University of Chicago Divinity School
- Type: Private
- Established: 1856
- Parent institution: University of Chicago
- Dean: James T. Robinson
- Location: 1025 E 58th Street, Chicago, Illinois, US
- Campus: Urban;
- Website: divinity.uchicago.edu

= University of Chicago Divinity School =

Private seminary in Chicago

The University of Chicago Divinity School is a graduate professional school at the University of Chicago dedicated to the training of academics and clergy across religious boundaries.

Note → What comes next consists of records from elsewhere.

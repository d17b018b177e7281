//! Trace-driven simulator CLI.
//!
//! Usage: `nvsim CONFIG_FILE TRACE_FILE [CYCLES]`.
//!
//! Replays a memory access trace against the configured memory system.
//! `CYCLES` caps the run in CPU-reference cycles (scaled internally to
//! memory cycles); 0 or absent runs to the end of the trace, draining
//! whatever is still in flight. Exits 0 on normal termination, 1 on a
//! usage error or a fatal scheduling deadlock.

use clap::Parser;
use std::process;

use nvsim::config::Config;
use nvsim::error::SimError;
use nvsim::mem::request::{DeviceAddr, Request};
use nvsim::mem::system::MemorySystem;
use nvsim::trace::create_trace_reader;

#[derive(Parser, Debug)]
#[command(
    name = "nvsim",
    version,
    about = "Cycle-accurate main memory timing simulator"
)]
struct Args {
    /// Configuration file (line-oriented `key value` text).
    config: String,

    /// Memory access trace to replay.
    trace: String,

    /// Cap on CPU-reference cycles; 0 means run to trace end.
    cycles: Option<u64>,
}

fn main() {
    let args = match Args::try_parse() {
        Ok(args) => args,
        Err(e) => {
            let _ = e.print();
            process::exit(1);
        }
    };

    if let Err(e) = run(&args) {
        eprintln!("[!] FATAL: {}", e);
        process::exit(1);
    }
}

fn run(args: &Args) -> Result<(), SimError> {
    let config = Config::read(&args.config)?;
    let mut system = MemorySystem::new(&config)?;

    let ratio = system.params().cpu_cycle_ratio();
    let ignore_trace_cycle = system.params().ignore_trace_cycle;
    let reader_name = system.params().trace_reader.clone();

    print_banner(&system);

    let mut reader = create_trace_reader(&reader_name, &args.trace)?;
    let simulate_cycles = args.cycles.unwrap_or(0) * ratio;

    let mut current: u64 = 0;

    'driver: loop {
        let Some(mut access) = reader.next_access() else {
            println!("[Driver] reached end of trace");
            break;
        };

        if ignore_trace_cycle {
            access.cycle = 0;
        }

        // The rest of the trace is past the cap; ride out below.
        if simulate_cycles != 0 && access.cycle > simulate_cycles {
            break;
        }

        // Traces from inaccurate frontends may carry past cycles; those
        // issue immediately.
        while current < access.cycle {
            if simulate_cycles != 0 && current >= simulate_cycles {
                break 'driver;
            }
            step(&mut system, &mut current)?;
        }

        let addr = DeviceAddr {
            physical: access.address,
            ..DeviceAddr::default()
        };
        let mut req = Request::new(access.op, addr);
        req.data = Some(access.data);
        req.thread_id = access.thread_id;

        // Stall the frontend until the controller accepts the request.
        let mut pending = req;
        loop {
            match system.issue_command(pending) {
                Ok(()) => break,
                Err(back) => {
                    if simulate_cycles != 0 && current >= simulate_cycles {
                        break 'driver;
                    }
                    step(&mut system, &mut current)?;
                    pending = back;
                }
            }
        }
    }

    if simulate_cycles != 0 {
        while current < simulate_cycles {
            step(&mut system, &mut current)?;
        }
    } else {
        while !system.is_idle() {
            step(&mut system, &mut current)?;
        }
    }

    system.print_stats();
    println!(
        "[Driver] exiting at cycle {} (cycle cap {})",
        current, simulate_cycles
    );
    Ok(())
}

fn step(system: &mut MemorySystem, current: &mut u64) -> Result<(), SimError> {
    system.cycle(1)?;
    *current += 1;
    // The trace driver has no further use for completed requests.
    system.drain_completed();
    Ok(())
}

fn print_banner(system: &MemorySystem) {
    let p = system.params();
    println!("Memory System Configuration");
    println!("---------------------------");
    println!("  Channels:            {}", p.channels);
    println!("  Ranks:               {}", p.ranks);
    println!("  Banks:               {}", p.banks);
    println!("  Rows:                {}", p.rows);
    println!("  Cols:                {}", p.cols);
    println!("  Controller:          {}", p.controller);
    println!("  Queue size:          {}", p.queue_size);
    println!("  Starvation limit:    {}", p.starvation_threshold);
    println!("  Close page:          {:?}", p.close_page);
    println!("  Address mapping:     {}", p.address_mapping);
    println!(
        "  Refresh:             {}",
        if p.use_refresh { "enabled" } else { "disabled" }
    );
    println!("---------------------------");
}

Formed under Baptist auspices, the school today is without any sectarian affiliation.

It is ranked number one in the field of the study of religion according to the National Research Council's measure of faculty quality in its survey of all doctoral granting programs in religious studies.

Scholarly work is organized by three faculty committees, each of which is further subdivided into areas of study. PhD students concentrate their work in one of eleven recognized areas of study. Students in the various master's programs combine study in these areas with courses specific to their programs. All students are taught by the same faculty.

==History==
A distinguished Semiticist and a member of the Baptist clergy, Chicago's first university president William Rainey Harper believed that a great research university ought to have as one central occupation the scholarly study of religion, to prepare scholars for careers in teaching and research, and ministers for service to the church. Having taught at what was then the Baptist Theological Union Seminary, Harper incorporated it into the University of Chicago as its Divinity School, the first professional school at the university. The Baptist Theological Union (BTU) had founded the Seminary, established in 1865, "alongside" the Old University of Chicago which opened nine years earlier in 1856. The old university had ceased operations under bankruptcy in 1886, with the exception of its law school which was absorbed by Northwestern University.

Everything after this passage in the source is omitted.